As I have noted before, the Laffer Curve--the curve that relates tax revenues to tax rates--must be correct. The relevant question is where we are on the Laffer Curve. Are we on the part of the curve--the "prohibitive region"--where an increase in marginal tax rates will reduce revenues and a decrease in marginal tax rates will increase revenues? For the United States, I think the answer is pretty clearly no.
But what about for California? We are about to have an empirical test. Proposition 30 garnered about 54 percent of the vote earlier this month. One provision is a one-quarter percentage point increase in the sales tax rate.
But the other provision is a substantial increase in marginal tax rates for the highest-income taxpayers. I'll give the rates for married filing jointly and you can find the others here.
For taxpayers with taxable income between $250K and $300K, the marginal rate rises from 9.3 percent to 10.3 percent.
For taxpayers with taxable income between $300K and $500K, the marginal rate rises from 9.3 percent to 11.3 percent.
For taxpayers with taxable income between $500K and $1,000,000, the marginal rate rises from 9.3 percent to 12.3 percent.
For taxpayers with taxable income over $1,000,000, the marginal rate rises from 10.3 percent to 13.3 percent.
Why would I raise the issue of the Laffer Curve in the context of California's Prop. 30? For two reasons.
First, the way you're most likely to get into the prohibitive region is to raise the marginal tax rate on the highest-income people. This is because their marginal tax rate is already high and they generally have the most flexibility in arranging their affairs to reduce their tax.

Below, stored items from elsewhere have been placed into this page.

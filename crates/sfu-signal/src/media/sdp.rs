//! Minimal SDP inspection.
//!
//! Signaling only needs to know which media streams an offer announces,
//! so stream-availability events can fan out to the session and the
//! cluster event sink. This walks the `m=` sections and `msid`
//! attributes; it is deliberately lenient and skips lines it does not
//! understand.

use signal_proto::rtc::{Stream, Track};

/// Extract the announced media streams from a raw SDP body.
///
/// Tracks are grouped by msid stream identifier, in order of first
/// appearance. Both the media-level `a=msid:` form and the source-level
/// `a=ssrc:<id> msid:` form are recognized. Sections without an msid
/// (data channels, recvonly sections) contribute nothing.
pub fn parse_streams(sdp: &str) -> Vec<Stream> {
    let mut streams: Vec<Stream> = Vec::new();
    let mut kind = String::new();

    for line in sdp.lines().map(|l| l.trim_end_matches('\r')) {
        if let Some(media) = line.strip_prefix("m=") {
            kind = media
                .split_whitespace()
                .next()
                .unwrap_or_default()
                .to_string();
            continue;
        }

        let msid = if let Some(rest) = line.strip_prefix("a=msid:") {
            Some(rest)
        } else if let Some(rest) = line.strip_prefix("a=ssrc:") {
            // a=ssrc:<ssrc-id> msid:<stream-id> <track-id>
            rest.split_once("msid:").map(|(_, m)| m)
        } else {
            None
        };

        let Some(msid) = msid else { continue };
        if kind != "audio" && kind != "video" {
            continue;
        }

        let mut parts = msid.split_whitespace();
        let Some(stream_id) = parts.next() else {
            continue;
        };
        if stream_id == "-" {
            continue;
        }
        let track_id = parts.next().unwrap_or_default();

        let stream = match streams.iter_mut().find(|s| s.id == stream_id) {
            Some(stream) => stream,
            None => {
                streams.push(Stream {
                    id: stream_id.to_string(),
                    tracks: Vec::new(),
                });
                // Just pushed, so last_mut is always Some.
                match streams.last_mut() {
                    Some(stream) => stream,
                    None => continue,
                }
            }
        };

        if !track_id.is_empty() && !stream.tracks.iter().any(|t| t.id == track_id) {
            stream.tracks.push(Track {
                id: track_id.to_string(),
                kind: kind.clone(),
                label: String::new(),
            });
        }
    }

    streams
}

#[cfg(test)]
#[allow(clippy::unwrap_used, clippy::expect_used, clippy::indexing_slicing)]
mod tests {
    use super::*;

    const OFFER: &str = "v=0\r\n\
o=- 123 2 IN IP4 127.0.0.1\r\n\
s=-\r\n\
m=audio 9 UDP/TLS/RTP/SAVPF 111\r\n\
a=msid:stream-a track-audio\r\n\
m=video 9 UDP/TLS/RTP/SAVPF 96\r\n\
a=msid:stream-a track-video\r\n\
a=ssrc:1111 msid:stream-a track-video\r\n";

    #[test]
    fn test_groups_tracks_by_stream() {
        let streams = parse_streams(OFFER);

        assert_eq!(streams.len(), 1);
        let stream = &streams[0];
        assert_eq!(stream.id, "stream-a");
        assert_eq!(stream.tracks.len(), 2);
        assert_eq!(stream.tracks[0].kind, "audio");
        assert_eq!(stream.tracks[1].kind, "video");
    }

    #[test]
    fn test_ssrc_level_msid_does_not_duplicate_tracks() {
        let streams = parse_streams(OFFER);
        let ids: Vec<_> = streams[0].tracks.iter().map(|t| t.id.as_str()).collect();
        assert_eq!(ids, ["track-audio", "track-video"]);
    }

    #[test]
    fn test_multiple_streams_keep_first_seen_order() {
        let sdp = "m=video 9 RTP 96\r\n\
a=msid:second t2\r\n\
m=audio 9 RTP 111\r\n\
a=msid:first t1\r\n";

        let streams = parse_streams(sdp);
        assert_eq!(streams.len(), 2);
        assert_eq!(streams[0].id, "second");
        assert_eq!(streams[1].id, "first");
    }

    #[test]
    fn test_recvonly_and_data_sections_are_ignored() {
        let sdp = "m=application 9 UDP/DTLS/SCTP webrtc-datachannel\r\n\
a=msid:ignored t0\r\n\
m=audio 9 RTP 111\r\n\
a=recvonly\r\n";

        assert!(parse_streams(sdp).is_empty());
    }

    #[test]
    fn test_dash_msid_is_ignored() {
        let sdp = "m=audio 9 RTP 111\r\na=msid:- track-1\r\n";
        assert!(parse_streams(sdp).is_empty());
    }
}
impl<P: MediaPeer> SignalingSession<P> {
    pub fn new(
        node_id: impl Into<String>,
        peer: P,
        events: Arc<dyn EventDispatch>,
        replies: ReplySink,
    ) -> Self {
        Self {
            node_id: node_id.into(),
            peer,
            replies,
            events,
            streams: Vec::new(),
        }
    }

    /// Consume inbound frames until the stream ends, then tear down.
    ///
    /// A clean end of stream and client cancellation close silently;
    /// other transport errors and fatal handler errors terminate the
    /// RPC with a status.
    pub async fn run<S: SignalStream>(mut self, mut stream: S) {
        loop {
            match stream.next_request().await {
                Ok(Some(request)) => {
                    if let Err(status) = self.handle(request).await {
                        self.replies.fail(status);
                        break;
                    }
                }
                Ok(None) => break,
                Err(status) => {
                    if status.code() != Code::Cancelled {
                        error!(target: "signal", code = ?status.code(), error = %status, "signal stream error");
                        self.replies.fail(status);
                    }
                    break;
                }
            }
        }
        self.shutdown().await;
    }

    async fn handle(&mut self, request: SignalRequest) -> Result<(), Status> {
        let SignalRequest { id, payload } = request;
        match payload {
            Some(signal_request::Payload::Join(join)) => self.handle_join(id, join).await,
            Some(signal_request::Payload::Description(description)) => {
                self.handle_description(id, &description).await
            }
            Some(signal_request::Payload::Trickle(trickle)) => self.handle_trickle(trickle).await,
            None => {
                self.replies.error("empty signal request");
                Ok(())
            }
        }
    }

    async fn handle_join(&mut self, id: String, join: JoinRequest) -> Result<(), Status> {
        info!(target: "signal", sid = %join.sid, uid = %join.uid, "join requested");

        let offer: SessionDescription = match serde_json::from_slice(&join.description) {
            Ok(offer) => offer,
            Err(e) => {
                self.replies.error(format!("join sdp unmarshal error: {e}"));
                return Ok(());
            }
        };

        // Callbacks go in before join so no early candidate or
        // renegotiation offer is lost.
        self.register_callbacks();

        match self.peer.join(&join.sid, &join.uid).await {
            Ok(()) => {}
            Err(e @ (NegotiationError::TransportExists | NegotiationError::OfferIgnored)) => {
                self.replies.error(format!("join error: {e}"));
                return Ok(());
            }
            Err(e) => return Err(Status::unknown(e.to_string())),
        }

        let answer = self
            .peer
            .answer(offer)
            .await
            .map_err(|e| Status::internal(format!("answer error: {e}")))?;
        let description = serde_json::to_vec(&answer)
            .map_err(|e| Status::internal(format!("sdp marshal error: {e}")))?;

        self.replies.send(SignalReply {
            id,
            payload: Some(signal_reply::Payload::Join(
                signal_proto::rtc::JoinReply { description },
            )),
        });
        Ok(())
    }

    async fn handle_description(&mut self, id: String, description: &[u8]) -> Result<(), Status> {
        let desc: SessionDescription = match serde_json::from_slice(description) {
            Ok(desc) => desc,
            Err(e) => {
                self.replies
                    .error(format!("negotiate sdp unmarshal error: {e}"));
                return Ok(());
            }
        };

        match desc.sdp_type {
            SdpType::Offer => self.handle_offer(id, desc).await,
            SdpType::Answer => self.handle_answer(desc).await,
            other => {
                debug!(target: "signal", sdp_type = %other, "ignoring description");
                Ok(())
            }
        }
    }

    async fn handle_offer(&mut self, id: String, offer: SessionDescription) -> Result<(), Status> {
        let offer_sdp = offer.sdp.clone();

        let answer = match self.peer.answer(offer).await {
            Ok(answer) => answer,
            Err(
                e @ (NegotiationError::NoTransportEstablished | NegotiationError::OfferIgnored),
            ) => {
                self.replies.error(format!("negotiate answer error: {e}"));
                return Ok(());
            }
            Err(e) => return Err(Status::unknown(format!("negotiate error: {e}"))),
        };

        let description = serde_json::to_vec(&answer)
            .map_err(|e| Status::internal(format!("sdp marshal error: {e}")))?;
        self.replies.send(SignalReply {
            id,
            payload: Some(signal_reply::Payload::Description(description)),
        });

        let new_streams = sdp::parse_streams(&offer_sdp);
        if !new_streams.is_empty() {
            self.publish_stream_event(StreamState::Add, new_streams.clone())
                .await;
            self.streams = new_streams;
        }
        Ok(())
    }

    async fn handle_answer(&mut self, answer: SessionDescription) -> Result<(), Status> {
        match self.peer.set_remote_description(answer).await {
            Ok(()) => Ok(()),
            Err(e @ NegotiationError::NoTransportEstablished) => {
                self.replies
                    .error(format!("set remote description error: {e}"));
                Ok(())
            }
            Err(e) => Err(Status::unknown(e.to_string())),
        }
    }

    async fn handle_trickle(&mut self, trickle: Trickle) -> Result<(), Status> {
        let candidate: IceCandidateInit = match serde_json::from_str(&trickle.init) {
            Ok(candidate) => candidate,
            Err(e) => {
                warn!(target: "signal", error = %e, "malformed ice candidate");
                self.replies
                    .error(format!("unmarshal ice candidate error: {e}"));
                return Ok(());
            }
        };
        let target = TrickleTarget::try_from(trickle.target).unwrap_or_default();

        match self.peer.trickle(target, candidate).await {
            Ok(()) => Ok(()),
            Err(e @ NegotiationError::NoTransportEstablished) => {
                warn!(target: "signal", error = %e, "trickle before transport established");
                self.replies.error(format!("trickle error: {e}"));
                Ok(())
            }
            Err(e) => Err(Status::unknown(format!("negotiate error: {e}"))),
        }
    }

    fn register_callbacks(&self) {
        let replies = self.replies.clone();
        self.peer.on_ice_candidate(Box::new(move |candidate, target| {
            match serde_json::to_string(&candidate) {
                Ok(init) => replies.send(SignalReply {
                    id: String::new(),
                    payload: Some(signal_reply::Payload::Trickle(Trickle {
                        target: target as i32,
                        init,
                    })),
                }),
                Err(e) => error!(target: "signal", error = %e, "ice candidate marshal error"),
            }
        }));

        let replies = self.replies.clone();
        self.peer.on_offer(Box::new(move |offer| {
            match serde_json::to_vec(&offer) {
                Ok(description) => replies.send(SignalReply {
                    id: String::new(),
                    payload: Some(signal_reply::Payload::Description(description)),
                }),
                Err(e) => replies.error(format!("offer sdp marshal error: {e}")),
            }
        }));

        let replies = self.replies.clone();
        self.peer
            .on_ice_connection_state_change(Box::new(move |state| {
                replies.send(SignalReply {
                    id: String::new(),
                    payload: Some(signal_reply::Payload::IceConnectionState(state.to_string())),
                });
            }));
    }

    async fn publish_stream_event(&self, state: StreamState, streams: Vec<Stream>) {
        let event = StreamEvent {
            state: state as i32,
            nid: self.node_id.clone(),
            sid: self.peer.session_id().unwrap_or_default(),
            uid: self.peer.id().unwrap_or_default(),
            streams,
        };
        self.events
            .publish(ClusterEvent {
                payload: Some(cluster_event::Payload::Stream(event)),
            })
            .await;
    }

    async fn shutdown(mut self) {
        self.peer.close().await;
        if self.peer.session_id().is_some() {
            let streams = std::mem::take(&mut self.streams);
            self.publish_stream_event(StreamState::Remove, streams).await;
        }
    }
}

This flexibility leads to my second reason. When state governments increase tax rates, people in those states have a relevant option that is not relevant to a discussion of increases in federal tax rates. Specifically, they can move to one of the other 49 states. So a simple estimate of the elasticity of taxable income with respect to marginal tax rates will underestimate the actual elasticity. Some of those other states with lower marginal tax rates on high-income--and that includes virtually all the other states--will be attractive substitutes. Texas, for example, has no income tax. Neither do Washington, Florida, and Nevada, to name just 3 others.
Notice one powerful implication of this second reason that makes the analysis quite different from the analysis for federal tax-rate increases. Whereas when the federal government raises tax rates, any loss in revenue is due mainly to people cutting back on their income somewhat, when a state government raises marginal tax rates, people who move to another state cut the income that the state taxes to zero.
A numerical example might help. Take someone making one million dollars annually who lives in California. He now pays approximately $88,000 in state income taxes. With the new higher tax rates, the California State government is planning to collect approximately an extra $19,500 from him, for a total of about $107,500 in tax revenue. But if he moves to another state, it collects a big fat zero. Revenue falls by $88,000. What if one out of every ten people making one million dollars a year leaves California and the rest don't change their behavior in response to the higher rates? Then the tax rates, which were estimated to extract an extra $195,000 from these people, instead extract $175,500 from the nine who stay ($19,500 * 9) but lose $88,000 from the guy who leaves. Net revenue increase: not the planned $195,000 but, instead, $107,000, or only 55% of the amount the government planned on. And, remember, that's if the other nine don't adjust their behavior at all.
Jerry Brown, who pushed hard for this tax increase, and the California voters who voted for this, are playing with fire. They started the fire; I didn't.